Work to complete: Please copy out the records that follow, word for word.

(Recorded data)
# # # #

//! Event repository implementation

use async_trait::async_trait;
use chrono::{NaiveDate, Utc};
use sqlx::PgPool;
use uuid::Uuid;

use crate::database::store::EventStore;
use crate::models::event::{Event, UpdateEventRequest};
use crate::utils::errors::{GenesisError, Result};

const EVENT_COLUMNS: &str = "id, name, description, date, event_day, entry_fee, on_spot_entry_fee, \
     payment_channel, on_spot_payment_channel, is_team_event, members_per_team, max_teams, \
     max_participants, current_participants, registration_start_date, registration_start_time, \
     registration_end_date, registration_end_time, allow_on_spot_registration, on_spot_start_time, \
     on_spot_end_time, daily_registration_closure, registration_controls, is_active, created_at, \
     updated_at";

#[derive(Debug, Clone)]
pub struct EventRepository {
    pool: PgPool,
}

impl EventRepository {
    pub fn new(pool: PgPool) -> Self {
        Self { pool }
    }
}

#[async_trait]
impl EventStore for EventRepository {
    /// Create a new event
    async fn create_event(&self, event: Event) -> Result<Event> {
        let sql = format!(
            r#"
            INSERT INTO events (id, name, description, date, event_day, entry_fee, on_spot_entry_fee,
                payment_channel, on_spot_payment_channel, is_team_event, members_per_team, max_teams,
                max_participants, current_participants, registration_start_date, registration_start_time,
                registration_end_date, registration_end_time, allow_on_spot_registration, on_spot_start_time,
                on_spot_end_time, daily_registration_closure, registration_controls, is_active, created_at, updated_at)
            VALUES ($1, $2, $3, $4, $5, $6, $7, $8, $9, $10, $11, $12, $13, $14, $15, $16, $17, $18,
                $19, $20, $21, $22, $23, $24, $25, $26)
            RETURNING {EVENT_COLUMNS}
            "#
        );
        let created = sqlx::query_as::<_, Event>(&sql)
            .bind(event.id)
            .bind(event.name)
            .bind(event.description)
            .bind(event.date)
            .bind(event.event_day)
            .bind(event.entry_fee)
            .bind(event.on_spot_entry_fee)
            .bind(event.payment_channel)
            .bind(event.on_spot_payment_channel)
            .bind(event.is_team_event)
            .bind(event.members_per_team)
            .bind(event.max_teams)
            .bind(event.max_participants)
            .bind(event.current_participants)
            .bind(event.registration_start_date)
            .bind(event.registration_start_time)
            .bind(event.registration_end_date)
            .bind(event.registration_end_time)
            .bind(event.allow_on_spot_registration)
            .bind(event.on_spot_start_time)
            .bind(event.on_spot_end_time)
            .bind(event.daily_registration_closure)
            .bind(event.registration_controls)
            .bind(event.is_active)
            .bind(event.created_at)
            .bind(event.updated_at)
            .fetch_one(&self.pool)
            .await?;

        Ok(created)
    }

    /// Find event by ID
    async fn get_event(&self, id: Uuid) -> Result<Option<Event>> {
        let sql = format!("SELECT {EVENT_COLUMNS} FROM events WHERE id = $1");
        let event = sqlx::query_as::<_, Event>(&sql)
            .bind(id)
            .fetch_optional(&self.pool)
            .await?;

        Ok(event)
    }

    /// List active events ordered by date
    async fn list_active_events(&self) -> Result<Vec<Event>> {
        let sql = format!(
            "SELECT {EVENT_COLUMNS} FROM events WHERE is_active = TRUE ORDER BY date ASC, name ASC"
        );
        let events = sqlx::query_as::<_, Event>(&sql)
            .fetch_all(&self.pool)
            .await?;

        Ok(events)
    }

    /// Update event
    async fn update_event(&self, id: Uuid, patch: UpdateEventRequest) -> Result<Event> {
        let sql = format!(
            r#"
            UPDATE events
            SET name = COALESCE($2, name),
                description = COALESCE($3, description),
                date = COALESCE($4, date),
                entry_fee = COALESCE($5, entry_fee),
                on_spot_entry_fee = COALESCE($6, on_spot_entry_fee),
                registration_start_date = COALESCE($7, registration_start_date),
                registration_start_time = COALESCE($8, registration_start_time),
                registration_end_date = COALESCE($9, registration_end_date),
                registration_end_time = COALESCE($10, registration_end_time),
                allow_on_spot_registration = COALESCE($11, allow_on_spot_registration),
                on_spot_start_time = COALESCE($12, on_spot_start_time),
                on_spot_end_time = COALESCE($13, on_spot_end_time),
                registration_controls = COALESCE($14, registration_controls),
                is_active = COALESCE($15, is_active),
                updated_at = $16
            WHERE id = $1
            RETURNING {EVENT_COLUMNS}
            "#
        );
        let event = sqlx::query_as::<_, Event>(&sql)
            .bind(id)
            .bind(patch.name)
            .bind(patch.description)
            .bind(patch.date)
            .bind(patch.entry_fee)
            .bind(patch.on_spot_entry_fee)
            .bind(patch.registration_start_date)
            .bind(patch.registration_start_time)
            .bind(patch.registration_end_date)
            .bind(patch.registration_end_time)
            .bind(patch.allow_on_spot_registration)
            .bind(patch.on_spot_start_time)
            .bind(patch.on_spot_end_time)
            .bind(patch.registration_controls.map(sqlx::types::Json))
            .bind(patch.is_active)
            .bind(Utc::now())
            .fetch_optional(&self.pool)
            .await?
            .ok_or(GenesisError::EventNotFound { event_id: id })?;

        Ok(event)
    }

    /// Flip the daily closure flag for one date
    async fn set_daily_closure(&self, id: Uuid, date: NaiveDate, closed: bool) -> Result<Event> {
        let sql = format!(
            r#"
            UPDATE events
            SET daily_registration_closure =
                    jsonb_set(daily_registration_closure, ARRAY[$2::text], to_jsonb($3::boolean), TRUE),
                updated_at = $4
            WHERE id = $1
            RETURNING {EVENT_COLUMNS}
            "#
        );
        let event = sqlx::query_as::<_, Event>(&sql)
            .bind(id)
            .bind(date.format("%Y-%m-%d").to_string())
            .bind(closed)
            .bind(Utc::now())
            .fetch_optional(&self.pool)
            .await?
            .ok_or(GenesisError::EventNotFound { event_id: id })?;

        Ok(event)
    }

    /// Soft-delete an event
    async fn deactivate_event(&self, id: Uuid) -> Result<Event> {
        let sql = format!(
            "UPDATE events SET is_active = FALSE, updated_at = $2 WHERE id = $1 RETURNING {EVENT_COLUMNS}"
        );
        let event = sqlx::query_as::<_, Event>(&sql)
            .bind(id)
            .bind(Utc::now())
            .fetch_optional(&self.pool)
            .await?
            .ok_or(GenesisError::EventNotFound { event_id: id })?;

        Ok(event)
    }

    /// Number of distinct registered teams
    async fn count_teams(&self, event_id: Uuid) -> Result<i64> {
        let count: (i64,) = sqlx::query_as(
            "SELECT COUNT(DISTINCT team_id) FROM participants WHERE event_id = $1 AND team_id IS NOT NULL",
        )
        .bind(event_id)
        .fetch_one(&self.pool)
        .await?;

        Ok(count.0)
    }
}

# # # #

Response:
//! Event repository implementation

use async_trait::async_trait;
use chrono::{NaiveDate, Utc};
use sqlx::PgPool;
use uuid::Uuid;

use crate::database::store::EventStore;
use crate::models::event::{Event, UpdateEventRequest};
use crate::utils::errors::{GenesisError, Result};

const EVENT_COLUMNS: &str = "id, name, description, date, event_day, entry_fee, on_spot_entry_fee, \
     payment_channel, on_spot_payment_channel, is_team_event, members_per_team, max_teams, \
     max_participants, current_participants, registration_start_date, registration_start_time, \
     registration_end_date, registration_end_time, allow_on_spot_registration, on_spot_start_time, \
     on_spot_end_time, daily_registration_closure, registration_controls, is_active, created_at, \
     updated_at";

#[derive(Debug, Clone)]
pub struct EventRepository {
    pool: PgPool,
}

impl EventRepository {
    pub fn new(pool: PgPool) -> Self {
        Self { pool }
    }
}

#[async_trait]
impl EventStore for EventRepository {
    /// Create a new event
    async fn create_event(&self, event: Event) -> Result<Event> {
        let sql = format!(
            r#"
            INSERT INTO events (id, name, description, date, event_day, entry_fee, on_spot_entry_fee,
                payment_channel, on_spot_payment_channel, is_team_event, members_per_team, max_teams,
                max_participants, current_participants, registration_start_date, registration_start_time,
                registration_end_date, registration_end_time, allow_on_spot_registration, on_spot_start_time,
                on_spot_end_time, daily_registration_closure, registration_controls, is_active, created_at, updated_at)
            VALUES ($1, $2, $3, $4, $5, $6, $7, $8, $9, $10, $11, $12, $13, $14, $15, $16, $17, $18,
                $19, $20, $21, $22, $23, $24, $25, $26)
            RETURNING {EVENT_COLUMNS}
            "#
        );
        let created = sqlx::query_as::<_, Event>(&sql)
            .bind(event.id)
            .bind(event.name)
            .bind(event.description)
            .bind(event.date)
            .bind(event.event_day)
            .bind(event.entry_fee)
            .bind(event.on_spot_entry_fee)
            .bind(event.payment_channel)
            .bind(event.on_spot_payment_channel)
            .bind(event.is_team_event)
            .bind(event.members_per_team)
            .bind(event.max_teams)
            .bind(event.max_participants)
            .bind(event.current_participants)
            .bind(event.registration_start_date)
            .bind(event.registration_start_time)
            .bind(event.registration_end_date)
            .bind(event.registration_end_time)
            .bind(event.allow_on_spot_registration)
            .bind(event.on_spot_start_time)
            .bind(event.on_spot_end_time)
            .bind(event.daily_registration_closure)
            .bind(event.registration_controls)
            .bind(event.is_active)
            .bind(event.created_at)
            .bind(event.updated_at)
            .fetch_one(&self.pool)
            .await?;

        Ok(created)
    }

    /// Find event by ID
    async fn get_event(&self, id: Uuid) -> Result<Option<Event>> {
        let sql = format!("SELECT {EVENT_COLUMNS} FROM events WHERE id = $1");
        let event = sqlx::query_as::<_, Event>(&sql)
            .bind(id)
            .fetch_optional(&self.pool)
            .await?;

        Ok(event)
    }

    /// List active events ordered by date
    async fn list_active_events(&self) -> Result<Vec<Event>> {
        let sql = format!(
            "SELECT {EVENT_COLUMNS} FROM events WHERE is_active = TRUE ORDER BY date ASC, name ASC"
        );
        let events = sqlx::query_as::<_, Event>(&sql)
            .fetch_all(&self.pool)
            .await?;

        Ok(events)
    }

    /// Update event
    async fn update_event(&self, id: Uuid, patch: UpdateEventRequest) -> Result<Event> {
        let sql = format!(
            r#"
            UPDATE events
            SET name = COALESCE($2, name),
                description = COALESCE($3, description),
                date = COALESCE($4, date),
                entry_fee = COALESCE($5, entry_fee),
                on_spot_entry_fee = COALESCE($6, on_spot_entry_fee),
                registration_start_date = COALESCE($7, registration_start_date),
                registration_start_time = COALESCE($8, registration_start_time),
                registration_end_date = COALESCE($9, registration_end_date),
                registration_end_time = COALESCE($10, registration_end_time),
                allow_on_spot_registration = COALESCE($11, allow_on_spot_registration),
                on_spot_start_time = COALESCE($12, on_spot_start_time),
                on_spot_end_time = COALESCE($13, on_spot_end_time),
                registration_controls = COALESCE($14, registration_controls),
                is_active = COALESCE($15, is_active),
                updated_at = $16
            WHERE id = $1
            RETURNING {EVENT_COLUMNS}
            "#
        );
        let event = sqlx::query_as::<_, Event>(&sql)
            .bind(id)
            .bind(patch.name)
            .bind(patch.description)
            .bind(patch.date)
            .bind(patch.entry_fee)
            .bind(patch.on_spot_entry_fee)
            .bind(patch.registration_start_date)
            .bind(patch.registration_start_time)
            .bind(patch.registration_end_date)
            .bind(patch.registration_end_time)
            .bind(patch.allow_on_spot_registration)
            .bind(patch.on_spot_start_time)
            .bind(patch.on_spot_end_time)
            .bind(patch.registration_controls.map(sqlx::types::Json))
            .bind(patch.is_active)
            .bind(Utc::now())
            .fetch_optional(&self.pool)
            .await?
            .ok_or(GenesisError::EventNotFound { event_id: id })?;

        Ok(event)
    }

    /// Flip the daily closure flag for one date
    async fn set_daily_closure(&self, id: Uuid, date: NaiveDate, closed: bool) -> Result<Event> {
        let sql = format!(
            r#"
            UPDATE events
            SET daily_registration_closure =
                    jsonb_set(daily_registration_closure, ARRAY[$2::text], to_jsonb($3::boolean), TRUE),
                updated_at = $4
            WHERE id = $1
            RETURNING {EVENT_COLUMNS}
            "#
        );
        let event = sqlx::query_as::<_, Event>(&sql)
            .bind(id)
            .bind(date.format("%Y-%m-%d").to_string())
            .bind(closed)
            .bind(Utc::now())
            .fetch_optional(&self.pool)
            .await?
            .ok_or(GenesisError::EventNotFound { event_id: id })?;

        Ok(event)
    }

    /// Soft-delete an event
    async fn deactivate_event(&self, id: Uuid) -> Result<Event> {
        let sql = format!(
            "UPDATE events SET is_active = FALSE, updated_at = $2 WHERE id = $1 RETURNING {EVENT_COLUMNS}"
        );
        let event = sqlx::query_as::<_, Event>(&sql)
            .bind(id)
            .bind(Utc::now())
            .fetch_optional(&self.pool)
            .await?
            .ok_or(GenesisError::EventNotFound { event_id: id })?;

        Ok(event)
    }

    /// Number of distinct registered teams
    async fn count_teams(&self, event_id: Uuid) -> Result<i64> {
        let count: (i64,) = sqlx::query_as(
            "SELECT COUNT(DISTINCT team_id) FROM participants WHERE event_id = $1 AND team_id IS NOT NULL",
        )
        .bind(event_id)
        .fetch_one(&self.pool)
        .await?;

        Ok(count.0)
    }
}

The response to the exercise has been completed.